Zeno induces tumor regression in PDX models of NRG1-rearranged cancers. Mice bearing PDX tumors were treated with the indicated doses of Zeno once weekly. The tumor volume (left), AUC (middle), and change in volume of individual tumors at the time representative of the AUC analysis (right) are shown for each model. A, ST3204 PDX model (lung cancer; eight mice per group). AUC analysis was performed for the time period ending on day 28. Tumor growth in Zeno-treated animals was significantly lower than that in vehicle-treated animals as measured by AUC (****, P < 0.0001), with no significant difference between the AUC values of the Zeno-treated groups (P > 0.05). B, LUAD-0061AS3 PDX model (lung cancer; five mice per group). AUC analysis was performed for the time period ending on day 17. ****, P < 0.0001 compared with the vehicle-treated group. C, OV-10-0050 PDX model (HGSOC; 10 mice per group). AUC analysis was performed for the time period ending on day 21. *, P = 0.03; **, P = 0.006; ***, P = 0006 compared with the vehicle-treated group. Results in all left and middle plots represent mean ± SEM. Administration of Zeno had no adverse effect on animal weight during the course of treatment (Supplementary Fig. S4).

Figure 4.

Clinical responses to Zeno. A, Clinical course of a 50-year-old man with ATP1B1–NRG1 fusion–positive PDAC treated with Zeno (top), including tumor volume and CA 19-9 levels during Zeno treatment (bottom). Best overall response is indicated for each therapy, including progressive clinical disease (PD) and partial response (PR) as defined by RECIST v1.1. B, Representative tumor imaging of this patient's liver metastases at baseline and 8 weeks into treatment with Zeno. C, Clinical course of a 34-year-old man with ATP1B1–NRG1 fusion–positive PDAC treated with Zeno (top), including tumor volume and CA 19-9 levels during Zeno treatment (bottom). Best overall response is indicated for Zeno [stable disease (SD) as defined by RECIST v1.1]. D, Representative tumor imaging from this patient showing a CT scan of the pancreas performed at baseline and 7 weeks into treatment with Zeno, and a PET scan 10 weeks into treatment showing non–FDG-avid liver metastases (no baseline available). E, Clinical course of a 52-year-old man with CD74–NRG1 fusion–positive NSCLC treated with Zeno after six prior lines of systemic therapy and multiple courses of radiation.
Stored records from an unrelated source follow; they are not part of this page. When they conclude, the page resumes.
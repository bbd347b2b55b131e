//! Sync configuration.

use serde::{Deserialize, Serialize};

/// Configuration for the sync engine and its scheduler.
#[derive(Debug, Clone, Serialize, Deserialize)]
pub struct SyncConfig {
    /// Staged entries per commit.
    /// Bounds memory and transaction size; each commit is durable on its own.
    #[serde(default = "default_batch_size")]
    pub batch_size: usize,

    /// Seconds between scheduled runs (0 = no periodic sync).
    /// Runs can still be triggered manually or with `--sync-once`.
    #[serde(default)]
    pub interval_secs: u64,

    /// Run one sync as soon as the scheduler starts.
    #[serde(default)]
    pub run_on_startup: bool,
}

fn default_batch_size() -> usize {
    500
}

impl Default for SyncConfig {
    fn default() -> Self {
        Self {
            batch_size: default_batch_size(),
            interval_secs: 0,
            run_on_startup: false,
        }
    }
}
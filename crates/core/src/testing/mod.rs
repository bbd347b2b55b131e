//! Testing utilities and mock implementations.
//!
//! Mocks for every external seam of the sync pipeline, so sync runs and the
//! HTTP surface can be exercised without a real bucket or database.
//!
//! # Example
//!
//! ```rust,ignore
//! use objdex_core::testing::{fixtures, MockCatalog, MockListingSource};
//!
//! let catalog = MockCatalog::new();
//! let listing = MockListingSource::with_pages(vec![
//!     fixtures::page(&["a/doc1.pdf", "doc2.pdf", "a/"]),
//! ]);
//!
//! // Wire into a SyncEngine...
//! ```

mod mock_catalog;
mod mock_listing;
mod mock_url_issuer;

pub use mock_catalog::MockCatalog;
pub use mock_listing::MockListingSource;
pub use mock_url_issuer::MockUrlIssuer;

/// Test fixtures and helper functions.
pub mod fixtures {
    use chrono::{DateTime, Utc};

    use crate::listing::{ListedObject, ListingPage};

    /// A listed object with an optional last-modified time.
    pub fn listed(key: &str, last_modified: Option<DateTime<Utc>>) -> ListedObject {
        ListedObject::new(key, last_modified)
    }

    /// A page of objects modified right now.
    pub fn page(keys: &[&str]) -> ListingPage {
        let now = Utc::now();
        ListingPage {
            entries: keys.iter().map(|k| listed(k, Some(now))).collect(),
        }
    }

    /// `count` distinct keys of the form `docs/file-00000.bin`.
    pub fn keys(count: usize) -> Vec<String> {
        (0..count).map(|i| format!("docs/file-{:05}.bin", i)).collect()
    }

    /// Split keys into pages of at most `page_size`, all modified at `at`.
    pub fn paged(keys: &[String], page_size: usize, at: DateTime<Utc>) -> Vec<ListingPage> {
        keys.chunks(page_size.max(1))
            .map(|chunk| ListingPage {
                entries: chunk.iter().map(|k| listed(k, Some(at))).collect(),
            })
            .collect()
    }
}
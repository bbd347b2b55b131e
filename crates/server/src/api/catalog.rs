//! Catalog API handlers.

use std::sync::Arc;

use axum::{
    extract::{Query, State},
    http::StatusCode,
    response::IntoResponse,
    Json,
};
use objdex_core::{CatalogEntrySummary, CatalogStats};
use serde::Deserialize;
use tracing::error;

use super::ErrorResponse;
use crate::state::AppState;

// ============================================================================
// Request types
// ============================================================================

#[derive(Debug, Deserialize)]
pub struct SearchParams {
    /// Substring to look for in display names. Empty matches everything.
    #[serde(default)]
    pub q: String,
    #[serde(default)]
    pub limit: Option<u32>,
}

// ============================================================================
// Handlers
// ============================================================================

/// GET /api/v1/search
///
/// Case-insensitive substring search on display names.
pub async fn search(
    State(state): State<Arc<AppState>>,
    Query(params): Query<SearchParams>,
) -> Result<Json<Vec<CatalogEntrySummary>>, impl IntoResponse> {
    let search = &state.config().search;
    let limit = params
        .limit
        .unwrap_or(search.default_limit)
        .clamp(1, search.max_limit);

    match state.catalog().search_by_name(&params.q, limit) {
        Ok(results) => Ok(Json(results)),
        Err(e) => {
            error!("Catalog search failed: {}", e);
            Err((
                StatusCode::INTERNAL_SERVER_ERROR,
                Json(ErrorResponse::new(e.to_string())),
            ))
        }
    }
}

/// GET /api/v1/catalog/stats
///
/// Get catalog statistics.
pub async fn get_stats(
    State(state): State<Arc<AppState>>,
) -> Result<Json<CatalogStats>, impl IntoResponse> {
    match state.catalog().stats() {
        Ok(stats) => Ok(Json(stats)),
        Err(e) => Err((
            StatusCode::INTERNAL_SERVER_ERROR,
            Json(ErrorResponse::new(e.to_string())),
        )),
    }
}
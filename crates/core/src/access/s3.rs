//! Presigned S3 GET URLs.

use std::time::Duration;

use async_trait::async_trait;
use aws_sdk_s3::error::DisplayErrorContext;
use aws_sdk_s3::presigning::PresigningConfig;
use aws_sdk_s3::Client;
use chrono::Utc;
use tracing::debug;

use super::{AccessError, IssuedUrl, UrlIssuer};

/// Issues presigned `GetObject` URLs for one bucket.
#[derive(Clone)]
pub struct S3UrlIssuer {
    client: Client,
    bucket: String,
    expiry_secs: u64,
}

impl S3UrlIssuer {
    pub fn new(client: Client, bucket: impl Into<String>, expiry_secs: u64) -> Self {
        Self {
            client,
            bucket: bucket.into(),
            expiry_secs,
        }
    }
}

#[async_trait]
impl UrlIssuer for S3UrlIssuer {
    async fn issue(&self, object_key: &str) -> Result<IssuedUrl, AccessError> {
        let presigning = PresigningConfig::expires_in(Duration::from_secs(self.expiry_secs))
            .map_err(|e| AccessError::Configuration(e.to_string()))?;

        let issued_at = Utc::now();
        let request = self
            .client
            .get_object()
            .bucket(&self.bucket)
            .key(object_key)
            .presigned(presigning)
            .await
            .map_err(|e| AccessError::Presign(DisplayErrorContext(&e).to_string()))?;

        debug!("Issued presigned URL for s3://{}/{}", self.bucket, object_key);

        Ok(IssuedUrl {
            url: request.uri().to_string(),
            expires_at: issued_at + chrono::Duration::seconds(self.expiry_secs as i64),
        })
    }

    fn name(&self) -> &str {
        "s3"
    }
}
Best overall response is labeled for each therapy, including clinical PD/SD and PR as defined by RECIST v1.1. F, Tumor shrinkage in this patient depicted graphically (left) and by representative tumor imaging (right) performed at baseline and 16 weeks into Zeno treatment. cape, capecitabine; carbo, carboplatin; gem, gemcitabine; LL, left lower; LUL, left upper lobe; MDS-EB1, myelodysplastic syndrome with excess blasts-1; pem, pemetrexed; PORT, postoperative radiotherapy; SRS, stereotactic radiosurgery; vin, vinorelbine.